Unholy row as nativity scene ban divides France

This article is more than 9 years old
Court orders council in La Roche-sur-Yon to dismantle crib, after complaint from secular campaigners

It has been called the nativity war. A French court’s ban on a nativity scene in a town hall in order to preserve France’s secular traditions has triggered a fierce backlash.

“Why not ban Christmas and the public holidays that go with it?” thundered Le Parisien on Sunday. Its headline read: “Spare us a nativity war.” According to the newspaper, 86% of more than 12,000 readers surveyed were in favour of keeping nativity scenes in public places.

The court in Nantes ordered regional authorities in the western town of La Roche-sur-Yon to remove the crib from its building’s entrance hall, after a complaint from the secular campaign group Fédération Nationale de la Libre Pensée.

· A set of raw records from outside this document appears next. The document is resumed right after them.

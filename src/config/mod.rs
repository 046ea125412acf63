//! Per-call request configuration and loadable transport defaults.
//!
//! [`RequestConfig`] is what every call takes. [`TransportSettings`] holds
//! defaults that can come from TOML or the environment, and
//! [`Credentials`] is a helper for callers that keep keys in env vars. The
//! request engine itself never reads the environment.

use std::path::Path;
use std::time::Duration;

use bon::Builder;
use serde::{Deserialize, Serialize};
use strum::{Display, EnumString};
use tokio_util::sync::CancellationToken;

use crate::error::{ClassifiedError, ClassifierRules, ErrorKind, Result};
use crate::util::retry::Backoff;

pub const DEFAULT_MAX_RETRIES: u32 = 2;
pub const DEFAULT_TIMEOUT: Duration = Duration::from_secs(60);
pub const DEFAULT_CONNECT_TIMEOUT: Duration = Duration::from_secs(10);
pub const DEFAULT_API_VERSION: &str = "2023-06-01";

/// How the API key is sent.
#[derive(Debug, Clone, Copy, Default, PartialEq, Eq, Serialize, Deserialize, Display, EnumString)]
#[serde(rename_all = "kebab-case")]
#[strum(serialize_all = "kebab-case")]
pub enum AuthMode {
    /// `Authorization: Bearer <key>`.
    #[default]
    Bearer,
    /// `x-api-key: <key>` plus an `anthropic-version` header.
    ApiKeyHeader,
}

/// Which SSE convention the endpoint speaks.
#[derive(Debug, Clone, Copy, Default, PartialEq, Eq, Serialize, Deserialize, Display, EnumString)]
#[serde(rename_all = "kebab-case")]
#[strum(serialize_all = "kebab-case")]
pub enum StreamFormat {
    /// `data: <json>` chunks with `choices[].delta`, ended by `[DONE]`.
    #[default]
    DeltaJson,
    /// `event: <name>` records (`message_start`, `content_block_delta`, ...).
    TypedEvent,
}

/// Settings for one call. Not shared between calls.
#[derive(Debug, Clone, Builder)]
pub struct RequestConfig {
    /// Retries after the first attempt.
    #[builder(default = DEFAULT_MAX_RETRIES)]
    pub max_retries: u32,
    /// Per-attempt timeout. For streams it covers the response headers.
    #[builder(default = DEFAULT_TIMEOUT)]
    pub timeout: Duration,
    #[builder(default)]
    pub auth_mode: AuthMode,
    #[builder(default)]
    pub format: StreamFormat,
    #[builder(default)]
    pub extra_headers: Vec<(String, String)>,
    #[builder(default)]
    pub cancellation: CancellationToken,
    #[builder(default)]
    pub backoff: Backoff,
    /// Longest allowed gap between stream chunks.
    pub stream_idle_timeout: Option<Duration>,
    /// Sent as `anthropic-version` in [`AuthMode::ApiKeyHeader`] mode.
    #[builder(into, default = DEFAULT_API_VERSION.to_string())]
    pub api_version: String,
}

impl Default for RequestConfig {
    fn default() -> Self {
        Self::builder().build()
    }
}

impl RequestConfig {
    /// Bearer auth with the delta-JSON stream format.
    pub fn delta_json() -> Self {
        Self::builder()
            .auth_mode(AuthMode::Bearer)
            .format(StreamFormat::DeltaJson)
            .build()
    }

    /// `x-api-key` auth with the typed-event stream format.
    pub fn typed_event() -> Self {
        Self::builder()
            .auth_mode(AuthMode::ApiKeyHeader)
            .format(StreamFormat::TypedEvent)
            .build()
    }

    /// Reject values the engine cannot work with.
    pub fn validate(&self) -> Result<()> {
        if self.timeout.is_zero() {
            return Err(ClassifiedError::new(
                ErrorKind::ConfigurationError,
                "timeout must be greater than zero",
            ));
        }
        if self.stream_idle_timeout.is_some_and(|t| t.is_zero()) {
            return Err(ClassifiedError::new(
                ErrorKind::ConfigurationError,
                "stream idle timeout must be greater than zero",
            ));
        }
        self.backoff.validate()
    }
}

/// Transport defaults, loadable from TOML or `INFERENCE_*` variables.
#[derive(Debug, Clone, PartialEq, Serialize, Deserialize)]
#[serde(default)]
pub struct TransportSettings {
    pub max_retries: u32,
    pub timeout_ms: u64,
    pub connect_timeout_ms: u64,
    pub stream_idle_timeout_ms: Option<u64>,
    pub initial_backoff_ms: u64,
    pub max_backoff_ms: u64,
    pub backoff_multiplier: f64,
    pub backoff_jitter: f64,
    pub api_version: String,
    pub classifier: ClassifierRules,
}

impl Default for TransportSettings {
    fn default() -> Self {
        let backoff = Backoff::default();
        Self {
            max_retries: DEFAULT_MAX_RETRIES,
            timeout_ms: DEFAULT_TIMEOUT.as_millis() as u64,
            connect_timeout_ms: DEFAULT_CONNECT_TIMEOUT.as_millis() as u64,
            stream_idle_timeout_ms: None,
            initial_backoff_ms: backoff.initial.as_millis() as u64,
            max_backoff_ms: backoff.max.as_millis() as u64,
            backoff_multiplier: backoff.multiplier,
            backoff_jitter: backoff.jitter,
            api_version: DEFAULT_API_VERSION.to_string(),
            classifier: ClassifierRules::default(),
        }
    }
}

impl TransportSettings {
    pub fn from_toml_str(text: &str) -> Result<Self> {
        toml::from_str(text).map_err(|e| {
            ClassifiedError::new(
                ErrorKind::ConfigurationError,
                format!("invalid transport settings: {e}"),
            )
            .with_source(e)
        })
    }

    pub fn from_file(path: impl AsRef<Path>) -> Result<Self> {
        let path = path.as_ref();
        let text = std::fs::read_to_string(path).map_err(|e| {
            ClassifiedError::new(
                ErrorKind::ConfigurationError,
                format!("cannot read {}: {e}", path.display()),
            )
            .with_source(e)
        })?;
        Self::from_toml_str(&text)
    }

    /// Defaults overridden by `INFERENCE_*` variables (a `.env` file is
    /// loaded first if present).
    pub fn from_env() -> Result<Self> {
        let _ = dotenvy::dotenv();
        Self::from_lookup(|name| std::env::var(name).ok())
    }

    /// Like [`from_env`](Self::from_env) with a custom variable source.
    pub fn from_lookup(lookup: impl Fn(&str) -> Option<String>) -> Result<Self> {
        let mut settings = Self::default();
        if let Some(v) = parse_var(&lookup, "INFERENCE_MAX_RETRIES")? {
            settings.max_retries = v;
        }
        if let Some(v) = parse_var(&lookup, "INFERENCE_TIMEOUT_MS")? {
            settings.timeout_ms = v;
        }
        if let Some(v) = parse_var(&lookup, "INFERENCE_CONNECT_TIMEOUT_MS")? {
            settings.connect_timeout_ms = v;
        }
        if let Some(v) = parse_var(&lookup, "INFERENCE_STREAM_IDLE_TIMEOUT_MS")? {
            settings.stream_idle_timeout_ms = Some(v);
        }
        if let Some(v) = lookup("INFERENCE_API_VERSION").filter(|v| !v.trim().is_empty()) {
            settings.api_version = v.trim().to_string();
        }
        Ok(settings)
    }

    pub fn backoff(&self) -> Backoff {
        Backoff {
            initial: Duration::from_millis(self.initial_backoff_ms),
            max: Duration::from_millis(self.max_backoff_ms),
            multiplier: self.backoff_multiplier,
            jitter: self.backoff_jitter,
        }
    }

    pub fn connect_timeout(&self) -> Duration {
        Duration::from_millis(self.connect_timeout_ms)
    }

    /// A fresh per-call config seeded from these defaults.
    pub fn request_config(&self, format: StreamFormat, auth_mode: AuthMode) -> RequestConfig {
        RequestConfig::builder()
            .max_retries(self.max_retries)
            .timeout(Duration::from_millis(self.timeout_ms))
            .format(format)
            .auth_mode(auth_mode)
            .backoff(self.backoff())
            .maybe_stream_idle_timeout(self.stream_idle_timeout_ms.map(Duration::from_millis))
            .api_version(self.api_version.clone())
            .build()
    }
}

fn parse_var<T: std::str::FromStr>(
    lookup: &impl Fn(&str) -> Option<String>,
    name: &str,
) -> Result<Option<T>>
where
    T::Err: std::fmt::Display,
{
    let Some(raw) = lookup(name) else {
        return Ok(None);
    };
    let raw = raw.trim();
    if raw.is_empty() {
        return Ok(None);
    }
    raw.parse().map(Some).map_err(|e| {
        ClassifiedError::new(
            ErrorKind::ConfigurationError,
            format!("{name}={raw:?} is not valid: {e}"),
        )
    })
}

/// An API key and base URL pair.
#[derive(Clone, PartialEq, Eq)]
pub struct Credentials {
    pub api_key: String,
    pub base_url: String,
}

impl std::fmt::Debug for Credentials {
    fn fmt(&self, f: &mut std::fmt::Formatter<'_>) -> std::fmt::Result {
        f.debug_struct("Credentials")
            .field("api_key", &"..")
            .field("base_url", &self.base_url)
            .finish()
    }
}

impl Credentials {
    /// Validate an explicit key and base URL.
    pub fn new(api_key: impl Into<String>, base_url: impl Into<String>) -> Result<Self> {
        let api_key = api_key.into().trim().to_string();
        if api_key.is_empty() {
            return Err(ClassifiedError::new(ErrorKind::ApiKeyMissing, "API key is empty"));
        }
        let base_url = base_url.into().trim().trim_end_matches('/').to_string();
        let parsed = reqwest::Url::parse(&base_url).map_err(|e| {
            ClassifiedError::new(ErrorKind::InvalidBaseUrl, format!("{base_url:?}: {e}"))
                .with_source(e)
        })?;
        if !matches!(parsed.scheme(), "http" | "https") {
            return Err(ClassifiedError::new(
                ErrorKind::InvalidBaseUrl,
                format!("{base_url:?}: scheme must be http or https"),
            ));
        }
        Ok(Self { api_key, base_url })
    }

    /// Read the key from `key_var` and the base URL from `url_var`,
    /// falling back to `default_url`.
    pub fn from_env(key_var: &str, url_var: &str, default_url: &str) -> Result<Self> {
        let _ = dotenvy::dotenv();
        Self::from_lookup(|name| std::env::var(name).ok(), key_var, url_var, default_url)
    }

    pub fn from_lookup(
        lookup: impl Fn(&str) -> Option<String>,
        key_var: &str,
        url_var: &str,
        default_url: &str,
    ) -> Result<Self> {
        let api_key = lookup(key_var)
            .filter(|k| !k.trim().is_empty())
            .ok_or_else(|| ClassifiedError::new(ErrorKind::ApiKeyMissing, format!("{key_var} is not set")))?;
        let base_url = lookup(url_var)
            .filter(|u| !u.trim().is_empty())
            .unwrap_or_else(|| default_url.to_string());
        Self::new(api_key, base_url)
    }

    /// Join an endpoint path onto the base URL.
    pub fn endpoint(&self, path: &str) -> String {
        format!("{}/{}", self.base_url, path.trim_start_matches('/'))
    }
}
//! Core data types shared by the decoders, reducers and callers.

pub mod generation;
pub mod stream;
pub mod usage;

pub use generation::*;
pub use stream::*;
pub use usage::*;
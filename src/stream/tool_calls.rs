//! Tool-call argument accumulation.
//!
//! Argument JSON arrives as arbitrary string fragments. Fragments are only
//! concatenated while streaming; parsing happens once, when the call is
//! closed.

use std::collections::BTreeMap;

use serde_json::{Map, Value};

use crate::error::{ClassifiedError, ErrorKind};
use crate::types::{ProviderStreamEvent, ToolCall};

/// One in-progress tool call.
#[derive(Debug, Clone, Default)]
pub struct ToolCallAccumulator {
    pub index: u32,
    pub id: String,
    pub name: String,
    pub arguments: String,
    /// Complete input sent with the opening event, used when no fragments
    /// follow.
    pub initial_input: Option<Value>,
}

impl ToolCallAccumulator {
    /// Parse the accumulated arguments. Empty arguments mean `{}`.
    pub fn finish(self) -> Result<ToolCall, ClassifiedError> {
        let arguments = if self.arguments.trim().is_empty() {
            self.initial_input
                .unwrap_or_else(|| Value::Object(Map::new()))
        } else {
            serde_json::from_str(&self.arguments).map_err(|e| {
                ClassifiedError::new(
                    ErrorKind::InvalidToolFormat,
                    format!("arguments of tool call {} ({}) are not valid JSON: {e}", self.id, self.name),
                )
                .with_raw_body(self.arguments.clone())
                .with_source(e)
            })?
        };
        Ok(ToolCall {
            id: self.id,
            name: self.name,
            arguments,
        })
    }
}

/// Open tool calls keyed by stream index.
#[derive(Debug, Default)]
pub struct ToolCallSet {
    open: BTreeMap<u32, ToolCallAccumulator>,
    opened: usize,
}

impl ToolCallSet {
    pub fn new() -> Self {
        Self::default()
    }

    pub fn contains(&self, index: u32) -> bool {
        self.open.contains_key(&index)
    }

    /// Whether any tool call was opened during the stream.
    pub fn any_opened(&self) -> bool {
        self.opened > 0
    }

    pub fn is_empty(&self) -> bool {
        self.open.is_empty()
    }

    /// Open a call at `index`, or fill in an id or name the opening
    /// fragment lacked. Returns `ToolCallStart` the first time only.
    pub fn open(
        &mut self,
        index: u32,
        id: Option<&str>,
        name: Option<&str>,
        initial_input: Option<Value>,
    ) -> Option<ProviderStreamEvent> {
        let id = id.filter(|s| !s.is_empty());
        let name = name.filter(|s| !s.is_empty());

        if let Some(existing) = self.open.get_mut(&index) {
            if let Some(name) = name.filter(|_| existing.name.is_empty()) {
                existing.name = name.to_string();
            }
            return None;
        }

        let id = id
            .map(str::to_string)
            .unwrap_or_else(|| format!("call_{}", uuid::Uuid::new_v4().simple()));
        let name = name.unwrap_or_default().to_string();
        self.open.insert(
            index,
            ToolCallAccumulator {
                index,
                id: id.clone(),
                name: name.clone(),
                arguments: String::new(),
                initial_input: initial_input.filter(|v| v.as_object().is_some_and(|o| !o.is_empty())),
            },
        );
        self.opened += 1;
        Some(ProviderStreamEvent::ToolCallStart { index, id, name })
    }

    /// Append a fragment. Returns `ToolCallDelta` unless the index is not
    /// open or the fragment is empty.
    pub fn append(&mut self, index: u32, fragment: &str) -> Option<ProviderStreamEvent> {
        if fragment.is_empty() {
            return None;
        }
        let call = self.open.get_mut(&index)?;
        call.arguments.push_str(fragment);
        Some(ProviderStreamEvent::ToolCallDelta {
            index,
            id: call.id.clone(),
            arguments_delta: fragment.to_string(),
        })
    }

    /// Close one call.
    pub fn close(&mut self, index: u32) -> Option<Result<ToolCall, ClassifiedError>> {
        self.open.remove(&index).map(ToolCallAccumulator::finish)
    }

    /// Close every open call in index order.
    pub fn close_all(&mut self) -> Vec<Result<ToolCall, ClassifiedError>> {
        std::mem::take(&mut self.open)
            .into_values()
            .map(ToolCallAccumulator::finish)
            .collect()
    }
}

/// Turn closed calls into events. Stops at the first parse failure, which
/// becomes the terminal error.
pub fn closed_events(closed: Vec<Result<ToolCall, ClassifiedError>>) -> Vec<ProviderStreamEvent> {
    let mut events = Vec::with_capacity(closed.len());
    for result in closed {
        match result {
            Ok(call) => events.push(ProviderStreamEvent::ToolCall(call)),
            Err(e) => {
                events.push(ProviderStreamEvent::Error(e));
                break;
            }
        }
    }
    events
}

The council is appealing against the decision with the support of national politicians including the Front National leader Marine Le Pen, who described it as “stupid and blinkered secularism”. The local senator, Bruno Retailleau, issued a statement saying: “Next we’ll be banning epiphany cakes at the Élysée Palace.”

The Nantes tribunal invoked a 1905 law that enshrines the separation of state and church. But other town halls are fighting similar decisions. In the southern town of Béziers, the FN-supported mayor, Robert Ménard, is refusing to dismantle a crib in the town hall in defiance of a letter from the prefect ordering him to respect the constitutional and legislative principles guaranteeing secularism. Authorities in Melun, south-east of Paris, where a nativity scene has been set up in the town hall gardens for the past 10 years, are awaiting a court ruling.

The controversy comes as the government is anxious not to be seen as discriminating against only Muslims, who have been banned from wearing burqas or niqabs in public. But critics say the government is leaning too far the other way to protect the country’s secular traditions.

Nadine Morano, an outspoken deputy with the centre-right UMP party, said “secularism must not kill our country, our roots and our traditions.”

A sociologist, Jean Baubérot, claimed the upholding of France’s religious “neutrality” had become an increasingly aggressive and repressive secularism affecting Islam.

“The anti-Islamic climate is causing a crackdown on other religions,” he told Le Nouvel Observateur weekly magazine. But, he added, the law is the law, and “cribs are a religious symbol that has no place in a public space.”

France is struggling to contain sectarian tensions. The interior minister, Bernard Cazeneuve, speaking after the brutal robbery of a Jewish couple in a Paris suburb last week, announced on Sunday that the fight against racism and antisemitism would be a “national cause”.